As there is wheat in abundance, there are many towns that are famous for their bread, like Alcalá de Guadaíra. Cervantes, in Rinconete y Cortadillo, when talking about a fabulous lunch, mentions "three very white loaves of Gandul", in Alcalá de Guadaíra. The force of the river has been used since the Middle Ages to move the stones of their mills —which can be visited— to make very fine flour. In the 19th century, a railway line was built from what was known as Alcalá de los Panaderos to supply Seville with bread. Today that railway has been converted into a greenway.
Another type of bread that is typical in western Andalusia comes from the time of the great overseas expeditions: "regañás". They are a type of bread made with very little water and baked twice —which is why they were also called "biz-cochos" (double-baked)—, so that they would withstand the voyage. We also have "picos" (kind of small breadsticks), which all self-respecting bars serve with tapas. They are also added to other dishes as a crunchy ingredient.

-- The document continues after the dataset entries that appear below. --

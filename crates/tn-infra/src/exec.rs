//! Subprocess execution: local commands, `ssh`, and shell quoting.

use std::path::PathBuf;
use std::process::Stdio;
use std::time::Duration;

use tokio::process::Command;
use tracing::debug;

use crate::types::ExecOutput;
use crate::{Error, Result};

/// Run a program to completion, capturing output.
///
/// A non-zero exit is not an error here; the caller inspects `exit_code`.
pub async fn run_command(program: &str, args: &[String], timeout: Duration) -> Result<ExecOutput> {
    debug!(program, ?args, "running command");

    let mut cmd = Command::new(program);
    cmd.args(args)
        .stdin(Stdio::null())
        .stdout(Stdio::piped())
        .stderr(Stdio::piped())
        .kill_on_drop(true);

    let output = match tokio::time::timeout(timeout, cmd.output()).await {
        Ok(res) => res?,
        Err(_) => {
            return Err(Error::Timeout {
                op: "command",
                target: program.to_string(),
                secs: timeout.as_secs(),
            });
        }
    };

    Ok(ExecOutput {
        exit_code: output.status.code().unwrap_or(-1),
        stdout: String::from_utf8_lossy(&output.stdout).into_owned(),
        stderr: String::from_utf8_lossy(&output.stderr).into_owned(),
    })
}

/// Quote a string for a POSIX shell.
pub fn shell_quote(s: &str) -> String {
    format!("'{}'", s.replace('\'', r"'\''"))
}

/// Run `command` through `sudo sh -c`.
pub fn with_sudo(command: &str) -> String {
    format!("sudo sh -c {}", shell_quote(command))
}

/// How to reach machines over `ssh`.
#[derive(Debug, Clone)]
pub struct SshConfig {
    pub user: String,
    pub key_path: Option<PathBuf>,
    pub sudo: bool,
    pub connect_timeout_secs: u64,
    pub exec_timeout: Duration,
}

impl Default for SshConfig {
    fn default() -> Self {
        Self {
            user: "root".into(),
            key_path: None,
            sudo: false,
            connect_timeout_secs: 10,
            exec_timeout: Duration::from_secs(600),
        }
    }
}

impl SshConfig {
    /// Arguments for `ssh` running `command` on `host`.
    pub fn args(&self, host: &str, command: &str) -> Vec<String> {
        let mut args: Vec<String> = vec![
            "-o".into(),
            "StrictHostKeyChecking=no".into(),
            "-o".into(),
            "UserKnownHostsFile=/dev/null".into(),
            "-o".into(),
            "BatchMode=yes".into(),
            "-o".into(),
            format!("ConnectTimeout={}", self.connect_timeout_secs),
        ];
        if let Some(key) = &self.key_path {
            args.push("-i".into());
            args.push(key.display().to_string());
        }
        args.push(format!("{}@{host}", self.user));
        args.push("--".into());
        if self.sudo {
            args.push(with_sudo(command));
        } else {
            args.push(command.to_string());
        }
        args
    }

    /// Execute `command` on `host` (`machine` names it in errors).
    pub async fn exec(&self, machine: &str, host: &str, command: &str) -> Result<ExecOutput> {
        let output = run_command("ssh", &self.args(host, command), self.exec_timeout)
            .await
            .map_err(|e| match e {
                Error::Timeout { .. } => e,
                other => Error::RemoteExec {
                    machine: machine.to_string(),
                    reason: other.to_string(),
                },
            })?;

        // ssh reserves 255 for its own failures (connection refused, auth).
        if output.exit_code == 255 {
            return Err(Error::RemoteExec {
                machine: machine.to_string(),
                reason: format!("ssh connection failed: {}", output.stderr.trim()),
            });
        }

        Ok(output)
    }

    /// Poll until `check` exits zero on `host`, e.g. until the container
    /// runtime is up after first boot.
    pub async fn wait_until(
        &self,
        machine: &str,
        host: &str,
        check: &str,
        attempts: u32,
        interval: Duration,
    ) -> Result<()> {
        for attempt in 1..=attempts {
            match self.exec(machine, host, check).await {
                Ok(out) if out.success() => return Ok(()),
                Ok(out) => debug!(machine, attempt, stderr = %out.stderr.trim(), "machine not ready yet"),
                Err(e) => debug!(machine, attempt, error = %e, "machine not reachable yet"),
            }
            tokio::time::sleep(interval).await;
        }

        Err(Error::Timeout {
            op: "readiness check",
            target: machine.to_string(),
            secs: interval.as_secs() * u64::from(attempts),
        })
    }
}

#[cfg(test)]
mod tests {
    use super::*;

    #[test]
    fn shell_quote_escapes_single_quotes() {
        assert_eq!(shell_quote("plain"), "'plain'");
        assert_eq!(shell_quote("it's"), r"'it'\''s'");
    }

    #[test]
    fn ssh_args_wrap_sudo_and_key() {
        let cfg = SshConfig {
            user: "testnet".into(),
            key_path: Some(PathBuf::from("/keys/id_ed25519")),
            sudo: true,
            ..Default::default()
        };

        let args = cfg.args("35.1.2.3", "docker info");
        assert!(args.windows(2).any(|w| w[0] == "-i" && w[1] == "/keys/id_ed25519"));
        assert!(args.contains(&"testnet@35.1.2.3".to_string()));
        assert_eq!(args.last().unwrap(), "sudo sh -c 'docker info'");
    }

    #[tokio::test]
    async fn run_command_captures_exit_code_and_output() {
        let out = run_command(
            "sh",
            &["-c".into(), "echo hello; echo oops >&2; exit 3".into()],
            Duration::from_secs(5),
        )
        .await
        .unwrap();

        assert_eq!(out.exit_code, 3);
        assert_eq!(out.stdout, "hello\n");
        assert_eq!(out.stderr, "oops\n");
        assert!(!out.success());
    }

    #[tokio::test]
    async fn run_command_times_out() {
        let err = run_command(
            "sh",
            &["-c".into(), "sleep 5".into()],
            Duration::from_millis(100),
        )
        .await
        .unwrap_err();

        assert!(matches!(err, Error::Timeout { op: "command", .. }));
    }

    #[tokio::test]
    async fn missing_program_is_io_not_found() {
        let err = run_command("definitely-not-a-real-binary-xyz", &[], Duration::from_secs(1))
            .await
            .unwrap_err();

        assert!(matches!(err, Error::Io(ref e) if e.kind() == std::io::ErrorKind::NotFound));
        assert!(!err.is_retryable());
    }
}
use axum::Json;
use axum::extract::{Path, State};
use axum::http::StatusCode;
use tn_topology::ExperimentConfig;

use crate::driver::{DeploymentStatus, ExperimentHandle};
use crate::dto::{ExperimentAccepted, ExperimentSummary};
use crate::error::ApiError;
use crate::state::AppState;

/// Validate and start a deployment in the background. Progress and outcome
/// land in the deployment record served by `get_experiment`.
pub async fn create_experiment(
    State(state): State<AppState>,
    Json(config): Json<ExperimentConfig>,
) -> Result<(StatusCode, Json<ExperimentAccepted>), ApiError> {
    config
        .validate()
        .map_err(|e| ApiError::BadRequest(e.to_string()))?;

    if state.driver.is_active(&config.name) {
        return Err(ApiError::Conflict(format!(
            "deployment {} is in progress",
            config.name
        )));
    }

    let existing = state
        .driver
        .load(&config.name)
        .map_err(|e| ApiError::Internal(e.to_string()))?;
    if existing.is_some_and(|h| h.status == DeploymentStatus::Deployed) {
        return Err(ApiError::Conflict(format!(
            "deployment {} is running",
            config.name
        )));
    }

    let name = config.name.clone();
    let driver = state.driver.clone();
    tokio::spawn(async move {
        // Failures are logged and recorded by the driver.
        let _ = driver.run(config).await;
    });

    Ok((
        StatusCode::ACCEPTED,
        Json(ExperimentAccepted {
            name,
            status: DeploymentStatus::Deploying,
        }),
    ))
}

pub async fn list_experiments(
    State(state): State<AppState>,
) -> Result<Json<Vec<ExperimentSummary>>, ApiError> {
    let handles = state
        .driver
        .list()
        .map_err(|e| ApiError::Internal(e.to_string()))?;
    Ok(Json(handles.into_iter().map(ExperimentSummary::from).collect()))
}

pub async fn get_experiment(
    State(state): State<AppState>,
    Path(name): Path<String>,
) -> Result<Json<ExperimentHandle>, ApiError> {
    state
        .driver
        .load(&name)
        .map_err(|e| ApiError::Internal(e.to_string()))?
        .map(Json)
        .ok_or(ApiError::NotFound)
}

pub async fn delete_experiment(
    State(state): State<AppState>,
    Path(name): Path<String>,
) -> Result<Json<ExperimentHandle>, ApiError> {
    let handle = state.driver.tear_down(&name).await?;
    Ok(Json(handle))
}
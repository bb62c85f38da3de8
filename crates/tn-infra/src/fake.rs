//! In-memory [`CloudProvider`] with failure injection.

use std::collections::{BTreeMap, HashMap, VecDeque};
use std::sync::{Mutex, MutexGuard, PoisonError};

use async_trait::async_trait;

use crate::types::{ExecOutput, MachineAddress, MachineSpec};
use crate::{CloudProvider, Error, ProviderName, Result};

pub const FAKE_JOIN_TOKEN: &str = "SWMTKN-1-fake-worker-token";

/// How the next `create_machine` call for a name should fail.
#[derive(Debug, Clone, Copy, PartialEq, Eq)]
pub enum FakeFailure {
    /// Fails before anything exists.
    Transient,
    /// Registers the machine, then fails.
    PartialTransient,
    /// Quota-style failure that a retry cannot fix.
    Fatal,
}

#[derive(Default)]
struct State {
    machines: BTreeMap<String, MachineAddress>,
    create_failures: HashMap<String, VecDeque<FakeFailure>>,
    command_failures: Vec<(String, String)>,
    create_calls: HashMap<String, usize>,
    describe_calls: HashMap<String, usize>,
    exec_log: Vec<(String, String)>,
    next_host: u32,
}

#[derive(Default)]
pub struct FakeProvider {
    state: Mutex<State>,
}

impl FakeProvider {
    pub fn new() -> Self {
        Self::default()
    }

    fn state(&self) -> MutexGuard<'_, State> {
        self.state.lock().unwrap_or_else(PoisonError::into_inner)
    }

    fn allocate_address(state: &mut State, name: &str, zone: &str) -> MachineAddress {
        state.next_host += 1;
        let host = state.next_host;
        MachineAddress {
            name: name.to_string(),
            zone: zone.to_string(),
            internal_ip: format!("10.0.{}.{}", host / 250, host % 250 + 2),
            external_ip: Some(format!("34.0.{}.{}", host / 250, host % 250 + 2)),
        }
    }

    /// Queue a failure for the next create of `name`.
    pub fn fail_create(&self, name: &str, failure: FakeFailure) {
        self.state()
            .create_failures
            .entry(name.to_string())
            .or_default()
            .push_back(failure);
    }

    /// Make every command on `machine` containing `needle` exit non-zero.
    pub fn fail_command(&self, machine: &str, needle: &str) {
        self.state()
            .command_failures
            .push((machine.to_string(), needle.to_string()));
    }

    /// Make `swarm join` fail on `machine`.
    pub fn fail_join(&self, machine: &str) {
        self.fail_command(machine, "swarm join --token");
    }

    /// Add a machine that exists outside this process's control.
    pub fn insert_machine(&self, name: &str, zone: &str) {
        let mut state = self.state();
        let address = Self::allocate_address(&mut state, name, zone);
        state.machines.insert(name.to_string(), address);
    }

    pub fn machines(&self) -> Vec<String> {
        self.state().machines.keys().cloned().collect()
    }

    pub fn create_calls(&self, name: &str) -> usize {
        self.state().create_calls.get(name).copied().unwrap_or(0)
    }

    pub fn describe_calls(&self, name: &str) -> usize {
        self.state().describe_calls.get(name).copied().unwrap_or(0)
    }

    /// `(machine, command)` pairs in execution order.
    pub fn exec_log(&self) -> Vec<(String, String)> {
        self.state().exec_log.clone()
    }

    pub fn commands_containing(&self, needle: &str) -> usize {
        self.state()
            .exec_log
            .iter()
            .filter(|(_, cmd)| cmd.contains(needle))
            .count()
    }
}

#[async_trait]
impl CloudProvider for FakeProvider {
    async fn create_machine(&self, spec: &MachineSpec) -> Result<MachineAddress> {
        tokio::task::yield_now().await;

        let mut state = self.state();
        *state.create_calls.entry(spec.name.clone()).or_default() += 1;

        if state.machines.contains_key(&spec.name) {
            return Err(Error::MachineDriver(format!(
                "Host already exists: \"{}\"",
                spec.name
            )));
        }

        let failure = state
            .create_failures
            .get_mut(&spec.name)
            .and_then(|queue| queue.pop_front());

        match failure {
            Some(FakeFailure::Transient) => Err(Error::MachineDriver(
                "read tcp: connection reset by peer".into(),
            )),
            Some(FakeFailure::PartialTransient) => {
                let address = Self::allocate_address(&mut state, &spec.name, &spec.zone);
                state.machines.insert(spec.name.clone(), address);
                Err(Error::MachineDriver(
                    "timed out waiting for ssh after instance insert".into(),
                ))
            }
            Some(FakeFailure::Fatal) => Err(Error::MachineDriver(
                "Quota 'CPUS' exceeded. Limit: 24.0 in region us-east1".into(),
            )),
            None => {
                let address = Self::allocate_address(&mut state, &spec.name, &spec.zone);
                state.machines.insert(spec.name.clone(), address.clone());
                Ok(address)
            }
        }
    }

    async fn remove_machine(&self, name: &str) -> Result<()> {
        self.state().machines.remove(name);
        Ok(())
    }

    async fn describe_machine(&self, name: &str) -> Result<MachineAddress> {
        tokio::task::yield_now().await;

        let mut state = self.state();
        *state.describe_calls.entry(name.to_string()).or_default() += 1;
        state
            .machines
            .get(name)
            .cloned()
            .ok_or_else(|| Error::NotFound(name.to_string()))
    }

    async fn remote_exec(&self, target: &MachineAddress, command: &str) -> Result<ExecOutput> {
        let mut state = self.state();
        state
            .exec_log
            .push((target.name.clone(), command.to_string()));

        let fails = state
            .command_failures
            .iter()
            .any(|(machine, needle)| *machine == target.name && command.contains(needle.as_str()));
        if fails {
            return Ok(ExecOutput {
                exit_code: 1,
                stdout: String::new(),
                stderr: format!("injected failure for {command:?}"),
            });
        }

        let stdout = if command.contains("swarm join-token") {
            format!("{FAKE_JOIN_TOKEN}\n")
        } else {
            String::new()
        };

        Ok(ExecOutput {
            exit_code: 0,
            stdout,
            stderr: String::new(),
        })
    }

    async fn list_machines(&self, deployment: &str) -> Result<Vec<String>> {
        // Loose match on purpose: callers must apply the strict prefix.
        Ok(self
            .state()
            .machines
            .keys()
            .filter(|name| name.contains(deployment))
            .cloned()
            .collect())
    }

    fn name(&self) -> ProviderName {
        ProviderName::DockerMachine
    }
}
use std::collections::BTreeMap;
use std::fmt::Write;

use rand::Rng;
use rand::distr::Alphanumeric;

pub const PRIVATE_KEY_ENV: &str = "ETH_PRIVATE_KEY";
pub const PASSWORD_ENV: &str = "ETH_PASSWORD";

const PASSWORD_LEN: usize = 24;

/// Account key material handed to a chain-connected node.
#[derive(Clone, PartialEq, Eq)]
pub struct Credential {
    /// 32 bytes, lowercase hex.
    pub private_key: String,
    pub password: String,
}

impl std::fmt::Debug for Credential {
    fn fmt(&self, f: &mut std::fmt::Formatter<'_>) -> std::fmt::Result {
        f.debug_struct("Credential").finish_non_exhaustive()
    }
}

impl Credential {
    pub fn generate(rng: &mut impl Rng) -> Self {
        let key: [u8; 32] = rng.random();
        let password = (0..PASSWORD_LEN)
            .map(|_| char::from(rng.sample(Alphanumeric)))
            .collect();

        Self {
            private_key: hex(&key),
            password,
        }
    }

    pub fn env(&self) -> BTreeMap<String, String> {
        BTreeMap::from([
            (PRIVATE_KEY_ENV.to_string(), self.private_key.clone()),
            (PASSWORD_ENV.to_string(), self.password.clone()),
        ])
    }
}

/// Random shared secret between orchestrators and their transcoders.
pub fn shared_secret(rng: &mut impl Rng) -> String {
    let bytes: [u8; 16] = rng.random();
    hex(&bytes)
}

fn hex(bytes: &[u8]) -> String {
    bytes.iter().fold(String::with_capacity(bytes.len() * 2), |mut s, b| {
        let _ = write!(s, "{b:02x}");
        s
    })
}

#[cfg(test)]
mod tests {
    use rand::SeedableRng;
    use rand::rngs::StdRng;

    use super::*;

    #[test]
    fn key_is_64_hex_chars() {
        let cred = Credential::generate(&mut StdRng::seed_from_u64(1));
        assert_eq!(cred.private_key.len(), 64);
        assert!(cred.private_key.chars().all(|c| c.is_ascii_hexdigit()));
        assert_eq!(cred.password.len(), PASSWORD_LEN);
    }

    #[test]
    fn seeded_generation_is_reproducible() {
        let a = Credential::generate(&mut StdRng::seed_from_u64(5));
        let b = Credential::generate(&mut StdRng::seed_from_u64(5));
        let c = Credential::generate(&mut StdRng::seed_from_u64(6));
        assert_eq!(a, b);
        assert_ne!(a, c);
    }

    #[test]
    fn debug_hides_secrets() {
        let cred = Credential::generate(&mut StdRng::seed_from_u64(1));
        assert!(!format!("{cred:?}").contains(&cred.private_key));
    }
}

And we could write a whole book about "molletes": like the ones from Archidona which are unleavened, like Jewish unleavened bread; and those from Antequera which have a Protected Geographical Indication (PGI). The bread of Alfacar also has the same quality mark, as it is a land of flour mills where they still knead the bread with water from the Fuente Grande spring. By the way, the other secret ingredient of the best bread is the water that is used. Also in the province of Granada we find Alcudia de Guadix, another town famous for its bakeries. In this town we find an interesting place where you can learn more about the breadmaking tradition: Trópolis, a cave bakery and museum that invites you to roll up your sleeves and stick your hands in the dough. You can even make your own bread!
And from tradition to the avant-garde: the winner of the best baker in the world award at the World Baker 2021 competition, Domi Vélez, is the fifth generation in charge of a Lebrija oven. His mother dough has been analysed at university in order to recognise its amazing properties, and he adds innovative ingredients to his recipes, such as Payoyo cheese or butterfly pea flowers. Have you ever heard of archaeogastronomy? Domi is just the spearhead of a huge, magnificent project that includes wine, beer and other products based on historical periods. Come and try a piece of our history!
Barley has been a part of our history and our communities since prehistory, so it is not surprising that beer has been made in Andalusia for centuries. Take, for instance, our centuries-old brands, such as Cruzcampo, established in 1904; or those which are almost a century old, like Alhambra (1925), El Alcázar (1928) and Victoria (1928). A very cold beer is the best way to wash down a plate of tapas in Andalusia, and new craft beers are also becoming increasingly popular.